Signed-off-by: Dr. David Alan Gilbert <dgilbert@redhat.com>
Reviewed-by: Peter Xu <peterx@redhat.com>
Message-Id: <20170717110936.23314-2-dgilbert@redhat.com>
Signed-off-by: Juan Quintela <quintela@redhat.com>
(cherry picked from commit 9cf2bab2edca1e651eef49f2417f8f67bdfe49bb)
Signed-off-by: Miroslav Rezanina <mrezanin@redhat.com>
---
 migration/rdma.c | 12 ++++++------
 1 file changed, 6 insertions(+), 6 deletions(-)
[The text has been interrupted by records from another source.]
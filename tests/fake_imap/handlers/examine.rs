//! EXAMINE command handler.
//!
//! EXAMINE is SELECT in read-only mode (RFC 3501 Section 6.3.2). The
//! piece the scanner relies on is `* N EXISTS`, the number of
//! messages in the folder. The tagged OK carries `[READ-ONLY]`.
//!
//! Returns the examined folder name (or `None` if it cannot be
//! opened).

use crate::fake_imap::io::write_line;
use crate::fake_imap::mailbox::Mailbox;
use tokio::io::{AsyncRead, AsyncWrite, BufReader};

/// Handle the EXAMINE command. Returns the opened folder name.
pub async fn handle_examine<S: AsyncRead + AsyncWrite + Unpin>(
    tag: &str,
    folder_name: &str,
    mailbox: &Mailbox,
    stream: &mut BufReader<S>,
) -> Option<String> {
    let Some(folder) = mailbox
        .get_folder(folder_name)
        .filter(|f| !f.unselectable)
    else {
        let resp = format!("{tag} NO Cannot open folder\r\n");
        let _ = write_line(stream, &resp).await;
        return None;
    };

    // RFC 3501 Section 6.3.1: required FLAGS response
    let _ = write_line(
        stream,
        "* FLAGS (\\Seen \\Answered \\Flagged \\Deleted \\Draft)\r\n",
    )
    .await;

    let exists = format!("* {} EXISTS\r\n", folder.messages.len());
    let _ = write_line(stream, &exists).await;

    // RFC 3501 Section 6.3.1: required RECENT response
    let _ = write_line(stream, "* 0 RECENT\r\n").await;

    let _ = write_line(stream, "* OK [UIDVALIDITY 1]\r\n").await;

    let resp = format!("{tag} OK [READ-ONLY] EXAMINE completed\r\n");
    let _ = write_line(stream, &resp).await;
    Some(folder_name.to_string())
}

#[cfg(test)]
mod tests {
    use super::*;
    use crate::fake_imap::mailbox::MailboxBuilder;
    use tokio::io::BufReader;

    async fn run(tag: &str, folder_name: &str, mailbox: &Mailbox) -> (String, Option<String>) {
        let (client, server) = tokio::io::duplex(4096);
        let mut stream = BufReader::new(server);

        let opened = handle_examine(tag, folder_name, mailbox, &mut stream).await;
        drop(stream);

        let mut buf = Vec::new();
        tokio::io::AsyncReadExt::read_to_end(&mut BufReader::new(client), &mut buf)
            .await
            .unwrap();
        (String::from_utf8(buf).unwrap(), opened)
    }

    #[tokio::test]
    async fn examines_existing_folder_read_only() {
        let mailbox = MailboxBuilder::new()
            .folder("INBOX")
            .message(&["a@example.com"], &[])
            .message(&["b@example.com"], &[])
            .build();

        let (output, opened) = run("A1", "INBOX", &mailbox).await;

        assert_eq!(opened, Some("INBOX".to_string()));
        assert!(output.contains("* 2 EXISTS"));
        assert!(output.contains("A1 OK [READ-ONLY]"));
    }

    #[tokio::test]
    async fn empty_folder_has_zero_exists() {
        let mailbox = MailboxBuilder::new().folder("Empty").build();
        let (output, _) = run("A1", "Empty", &mailbox).await;
        assert!(output.contains("* 0 EXISTS"));
    }

    #[tokio::test]
    async fn returns_none_for_missing_folder() {
        let mailbox = MailboxBuilder::new().folder("INBOX").build();

        let (output, opened) = run("A1", "NoSuchFolder", &mailbox).await;

        assert!(opened.is_none());
        assert!(output.contains("A1 NO Cannot open folder"));
    }

    #[tokio::test]
    async fn unselectable_folder_is_refused() {
        let mailbox = MailboxBuilder::new().folder("Broken").unselectable().build();

        let (output, opened) = run("A1", "Broken", &mailbox).await;

        assert!(opened.is_none());
        assert!(output.starts_with("A1 NO"));
    }
}
//! Connection and lookup configuration

use std::time::Duration;

/// Default IMAPS port.
pub const DEFAULT_IMAP_PORT: u16 = 993;

/// Public Have I Been Pwned API endpoint.
pub const DEFAULT_HIBP_URL: &str = "https://haveibeenpwned.com/api/v3";

/// Delay enforced between two consecutive breach-service calls.
pub const DEFAULT_LOOKUP_DELAY: Duration = Duration::from_secs(2);

/// How the server certificate is checked during the TLS handshake.
#[derive(Debug, Clone, Copy, PartialEq, Eq, Default)]
pub enum TlsVerification {
    /// Verify against the bundled Mozilla root store.
    #[default]
    WebPki,
    /// Accept any certificate (self-signed servers, local bridges).
    AcceptInvalid,
}

/// IMAP account configuration
#[derive(Debug, Clone)]
pub struct ImapConfig {
    pub host: String,
    pub port: u16,
    pub username: String,
    pub password: String,
    pub tls: TlsVerification,
}

impl ImapConfig {
    /// `host:port` as passed to the TCP connector.
    #[must_use]
    pub fn address(&self) -> String {
        format!("{}:{}", self.host, self.port)
    }
}

/// Breach service configuration
#[derive(Debug, Clone)]
pub struct HibpConfig {
    /// API root without a trailing slash.
    pub base_url: String,
    /// Sent as `hibp-api-key` when present.
    pub api_key: Option<String>,
    pub user_agent: String,
    /// Minimum spacing between two remote calls.
    pub delay: Duration,
}

impl Default for HibpConfig {
    fn default() -> Self {
        Self {
            base_url: DEFAULT_HIBP_URL.to_string(),
            api_key: None,
            user_agent: concat!(env!("CARGO_PKG_NAME"), "/", env!("CARGO_PKG_VERSION")).to_string(),
            delay: DEFAULT_LOOKUP_DELAY,
        }
    }
}
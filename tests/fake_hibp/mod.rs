//! Fake Have I Been Pwned HTTP server for integration testing
//!
//! Serves the two routes the client uses over plain HTTP on an
//! OS-assigned port:
//!
//! ```text
//! GET /api/v3/breachedaccount/{account}?truncateResponse=...&includeUnverified=...
//! GET /api/v3/pasteaccount/{account}
//! ```
//!
//! Unknown accounts get `404 Not Found`, which is what the real
//! service answers for an account that is in no breach. Each
//! connection carries one request and is closed after the response.

use std::collections::HashMap;
use std::sync::{Arc, Mutex};
use tokio::io::{AsyncBufReadExt, AsyncWriteExt, BufReader};
use tokio::net::TcpListener;

/// A canned response.
#[derive(Debug, Clone)]
pub struct Reply {
    pub status: u16,
    pub body: String,
    pub retry_after: Option<u64>,
}

/// One request as seen by the server.
#[derive(Debug, Clone)]
pub struct RecordedRequest {
    /// Path including the query string.
    pub target: String,
    pub api_key: Option<String>,
    pub user_agent: Option<String>,
}

impl RecordedRequest {
    /// Path without the query string.
    pub fn path(&self) -> &str {
        self.target.split('?').next().unwrap_or_default()
    }
}

/// Canned replies keyed by path (without query string).
#[derive(Debug, Clone, Default)]
pub struct HibpRoutes {
    replies: HashMap<String, Reply>,
}

impl HibpRoutes {
    pub fn new() -> Self {
        Self::default()
    }

    /// Answer the breach lookup for `account` with a JSON body.
    pub fn breaches(self, account: &str, json: &str) -> Self {
        self.reply(&format!("breachedaccount/{account}"), 200, json)
    }

    /// Answer the paste lookup for `account` with a JSON body.
    pub fn pastes(self, account: &str, json: &str) -> Self {
        self.reply(&format!("pasteaccount/{account}"), 200, json)
    }

    /// Answer `route` (e.g. `breachedaccount/a@example.com`) with an
    /// arbitrary status and body.
    pub fn reply(mut self, route: &str, status: u16, body: &str) -> Self {
        self.replies.insert(
            format!("/api/v3/{route}"),
            Reply {
                status,
                body: body.to_string(),
                retry_after: None,
            },
        );
        self
    }

    /// Answer `route` with `429 Too Many Requests`.
    pub fn rate_limited(mut self, route: &str, retry_after: u64) -> Self {
        self.replies.insert(
            format!("/api/v3/{route}"),
            Reply {
                status: 429,
                body: String::new(),
                retry_after: Some(retry_after),
            },
        );
        self
    }
}

pub struct FakeHibpServer {
    port: u16,
    requests: Arc<Mutex<Vec<RecordedRequest>>>,
    _handle: tokio::task::JoinHandle<()>,
}

impl FakeHibpServer {
    pub async fn start(routes: HibpRoutes) -> Self {
        let listener = TcpListener::bind("127.0.0.1:0")
            .await
            .expect("bind to ephemeral port");
        let port = listener.local_addr().unwrap().port();

        let routes = Arc::new(routes);
        let requests = Arc::new(Mutex::new(Vec::new()));
        let recorded = requests.clone();

        let handle = tokio::spawn(async move {
            loop {
                let Ok((stream, _addr)) = listener.accept().await else {
                    break;
                };
                let routes = routes.clone();
                let recorded = recorded.clone();
                tokio::spawn(async move {
                    let mut reader = BufReader::new(stream);
                    let Some(request) = read_request(&mut reader).await else {
                        return;
                    };

                    let reply = routes.replies.get(request.path()).cloned().unwrap_or(Reply {
                        status: 404,
                        body: String::new(),
                        retry_after: None,
                    });
                    recorded.lock().unwrap().push(request);

                    let _ = reader.get_mut().write_all(&render(&reply)).await;
                    let _ = reader.get_mut().shutdown().await;
                });
            }
        });

        Self {
            port,
            requests,
            _handle: handle,
        }
    }

    /// API root to configure the client with.
    pub fn url(&self) -> String {
        format!("http://127.0.0.1:{}/api/v3", self.port)
    }

    /// Requests received so far, in arrival order.
    pub fn requests(&self) -> Vec<RecordedRequest> {
        self.requests.lock().unwrap().clone()
    }
}

/// Read the request line and headers. Requests are GETs without body.
async fn read_request(reader: &mut BufReader<tokio::net::TcpStream>) -> Option<RecordedRequest> {
    let mut line = String::new();
    reader.read_line(&mut line).await.ok()?;
    let target = line.split_whitespace().nth(1)?.to_string();

    let mut api_key = None;
    let mut user_agent = None;
    loop {
        let mut header = String::new();
        if reader.read_line(&mut header).await.ok()? == 0 {
            break;
        }
        let header = header.trim_end();
        if header.is_empty() {
            break;
        }
        if let Some((name, value)) = header.split_once(':') {
            match name.trim().to_ascii_lowercase().as_str() {
                "hibp-api-key" => api_key = Some(value.trim().to_string()),
                "user-agent" => user_agent = Some(value.trim().to_string()),
                _ => {}
            }
        }
    }

    Some(RecordedRequest {
        target,
        api_key,
        user_agent,
    })
}

fn render(reply: &Reply) -> Vec<u8> {
    let reason = match reply.status {
        200 => "OK",
        401 => "Unauthorized",
        404 => "Not Found",
        429 => "Too Many Requests",
        503 => "Service Unavailable",
        _ => "Unknown",
    };
    let retry_after = reply
        .retry_after
        .map(|s| format!("Retry-After: {s}\r\n"))
        .unwrap_or_default();
    format!(
        "HTTP/1.1 {} {reason}\r\n\
         Content-Type: application/json\r\n\
         Content-Length: {}\r\n\
         Connection: close\r\n\
         {retry_after}\
         \r\n\
         {}",
        reply.status,
        reply.body.len(),
        reply.body
    )
    .into_bytes()
}
//! Mailbox and envelope types
//!
//! Owned copies of the few IMAP response fields the collector reads.
//! Everything else in an envelope (sender, subject, date) is dropped
//! at the session boundary.

use base64::Engine;
use base64::engine::general_purpose::STANDARD_NO_PAD;
use std::fmt;

/// One entry of a LIST response.
#[derive(Debug, Clone, PartialEq, Eq)]
pub struct MailboxInfo {
    /// Decoded display name, used for matching and logging.
    pub name: String,
    /// Name as sent by the server (modified UTF-7), used in commands.
    pub raw_name: String,
}

impl MailboxInfo {
    /// Decode a LISTed name. A malformed name is kept as sent.
    #[must_use]
    pub fn from_raw(raw_name: &str) -> Self {
        Self {
            name: decode_mailbox_name(raw_name).unwrap_or_else(|| raw_name.to_string()),
            raw_name: raw_name.to_string(),
        }
    }
}

/// Decode an IMAP modified UTF-7 mailbox name (RFC 3501 Section 5.1.3).
///
/// `&-` is a literal `&`; any other `&...-` run is UTF-16BE in base64
/// with `,` in place of `/` and no padding.
#[must_use]
pub fn decode_mailbox_name(raw: &str) -> Option<String> {
    let mut decoded = String::with_capacity(raw.len());
    let mut rest = raw;

    while let Some(start) = rest.find('&') {
        decoded.push_str(&rest[..start]);
        let shifted = &rest[start + 1..];
        let end = shifted.find('-')?;
        let run = &shifted[..end];

        if run.is_empty() {
            decoded.push('&');
        } else {
            let bytes = STANDARD_NO_PAD.decode(run.replace(',', "/")).ok()?;
            if bytes.len() % 2 != 0 {
                return None;
            }
            let units: Vec<u16> = bytes
                .chunks_exact(2)
                .map(|pair| u16::from_be_bytes([pair[0], pair[1]]))
                .collect();
            decoded.push_str(&String::from_utf16(&units).ok()?);
        }
        rest = &shifted[end + 1..];
    }

    decoded.push_str(rest);
    Some(decoded)
}

/// Result of opening a mailbox read-only.
#[derive(Debug, Clone, PartialEq, Eq)]
pub struct MailboxStatus {
    pub name: String,
    /// Number of messages in the mailbox.
    pub exists: u32,
}

/// An address from an envelope's To or Cc list.
///
/// IMAP reports missing parts as `NIL`; those become empty strings.
#[derive(Debug, Clone, PartialEq, Eq, Default)]
pub struct EnvelopeAddress {
    pub local_part: String,
    pub domain: String,
}

impl EnvelopeAddress {
    #[must_use]
    pub fn new(local_part: impl Into<String>, domain: impl Into<String>) -> Self {
        Self {
            local_part: local_part.into(),
            domain: domain.into(),
        }
    }

    /// Build from raw IMAP address fields, decoding lossily.
    #[must_use]
    pub fn from_raw(mailbox: Option<&[u8]>, host: Option<&[u8]>) -> Self {
        let decode = |raw: Option<&[u8]>| {
            raw.map(|b| String::from_utf8_lossy(b).into_owned())
                .unwrap_or_default()
        };
        Self {
            local_part: decode(mailbox),
            domain: decode(host),
        }
    }

    /// Both the local-part and the domain are present.
    #[must_use]
    pub fn is_complete(&self) -> bool {
        !self.local_part.is_empty() && !self.domain.is_empty()
    }

    /// Lower-cased `local@domain`, the deduplication key.
    #[must_use]
    pub fn normalized(&self) -> String {
        format!(
            "{}@{}",
            self.local_part.to_lowercase(),
            self.domain.to_lowercase()
        )
    }
}

impl fmt::Display for EnvelopeAddress {
    fn fmt(&self, f: &mut fmt::Formatter<'_>) -> fmt::Result {
        write!(f, "{}@{}", self.local_part, self.domain)
    }
}

/// Recipient lists of one message.
#[derive(Debug, Clone, PartialEq, Eq, Default)]
pub struct Envelope {
    pub to: Vec<EnvelopeAddress>,
    pub cc: Vec<EnvelopeAddress>,
}

impl Envelope {
    /// To and Cc addresses, in that order.
    pub fn recipients(&self) -> impl Iterator<Item = &EnvelopeAddress> {
        self.to.iter().chain(self.cc.iter())
    }
}

/// An inclusive 1-based message sequence range.
#[derive(Debug, Clone, Copy, PartialEq, Eq)]
pub struct SequenceRange {
    pub first: u32,
    pub last: u32,
}

impl SequenceRange {
    /// Every message of a mailbox holding `count` messages, or `None`
    /// when it is empty.
    #[must_use]
    pub const fn all(count: u32) -> Option<Self> {
        if count == 0 {
            None
        } else {
            Some(Self {
                first: 1,
                last: count,
            })
        }
    }

    /// Number of messages in the range.
    #[must_use]
    pub const fn count(&self) -> u32 {
        self.last.saturating_sub(self.first).saturating_add(1)
    }

    /// Whether message number `seq` falls inside the range.
    #[must_use]
    pub const fn contains(&self, seq: u32) -> bool {
        self.first <= seq && seq <= self.last
    }
}

impl fmt::Display for SequenceRange {
    fn fmt(&self, f: &mut fmt::Formatter<'_>) -> fmt::Result {
        write!(f, "{}:{}", self.first, self.last)
    }
}
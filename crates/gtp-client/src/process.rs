//! Spawning and tearing down the engine subprocess.

use crate::channel::CommandChannel;
use crate::config::EngineConfig;
use crate::pipe::LineStream;
use crate::ClientError;
use gtp::Command;
use std::process::{Child, ChildStdin, Command as Process, Stdio};

/// A running engine and the channel to talk to it.
pub struct EngineProcess {
    child: Child,
    pub(crate) channel: CommandChannel<ChildStdin>,
}

impl EngineProcess {
    /// Spawns the engine with all three standard streams piped.
    ///
    /// # Errors
    ///
    /// Returns [`ClientError::StartupFailure`] if the process cannot be
    /// spawned, typically because the executable doesn't exist or lacks
    /// permissions.
    pub fn spawn(config: &EngineConfig) -> Result<Self, ClientError> {
        let startup = |reason: String| {
            ClientError::StartupFailure(format!("{}: {}", config.executable.display(), reason))
        };

        let mut child = Process::new(&config.executable)
            .args(&config.args)
            .stdin(Stdio::piped())
            .stdout(Stdio::piped())
            .stderr(Stdio::piped())
            .spawn()
            .map_err(|e| startup(e.to_string()))?;

        let (Some(stdin), Some(stdout), Some(stderr)) =
            (child.stdin.take(), child.stdout.take(), child.stderr.take())
        else {
            let _ = child.kill();
            let _ = child.wait();
            return Err(startup("standard streams not piped".to_string()));
        };

        tracing::info!("Started engine {} (pid {})", config.executable.display(), child.id());
        Ok(Self {
            child,
            channel: CommandChannel::new(
                stdin,
                LineStream::spawn(stdout, "stdout"),
                LineStream::spawn(stderr, "stderr"),
                config.timing.ack_poll_interval(),
            ),
        })
    }

    /// Asks the engine to quit, kills it, and discards leftover output.
    ///
    /// Every step is best-effort: the engine may already be gone.
    pub fn terminate(mut self) {
        let _ = self.channel.write_line(&Command::Exit.to_gtp());
        let _ = self.child.kill();
        let _ = self.child.wait();
        let _ = self.channel.drain();
        tracing::info!("Stopped engine (pid {})", self.child.id());
    }
}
diff --git a/migration/rdma.c b/migration/rdma.c
index 674ccab..0f6669e 100644
--- a/migration/rdma.c
+++ b/migration/rdma.c
@@ -2363,6 +2363,12 @@ static int qemu_rdma_connect(RDMAContext *rdma, Error **errp)
 
     caps_to_network(&cap);
 
+    ret = qemu_rdma_post_recv_control(rdma, RDMA_WRID_READY);
+    if (ret) {
+        ERROR(errp, "posting second control recv");
+        goto err_rdma_source_connect;
+    }
+
     ret = rdma_connect(rdma->cm_id, &conn_param);
     if (ret) {
         perror("rdma_connect");
@@ -2403,12 +2409,6 @@ static int qemu_rdma_connect(RDMAContext *rdma, Error **errp)
 
     rdma_ack_cm_event(cm_event);
 
-    ret = qemu_rdma_post_recv_control(rdma, RDMA_WRID_READY);
-    if (ret) {
-        ERROR(errp, "posting second control recv!");
-        goto err_rdma_source_connect;
-    }
-
     rdma->control_ready_expected = 1;
     rdma->nb_sent = 0;
     return 0;
-- 
1.8.3.1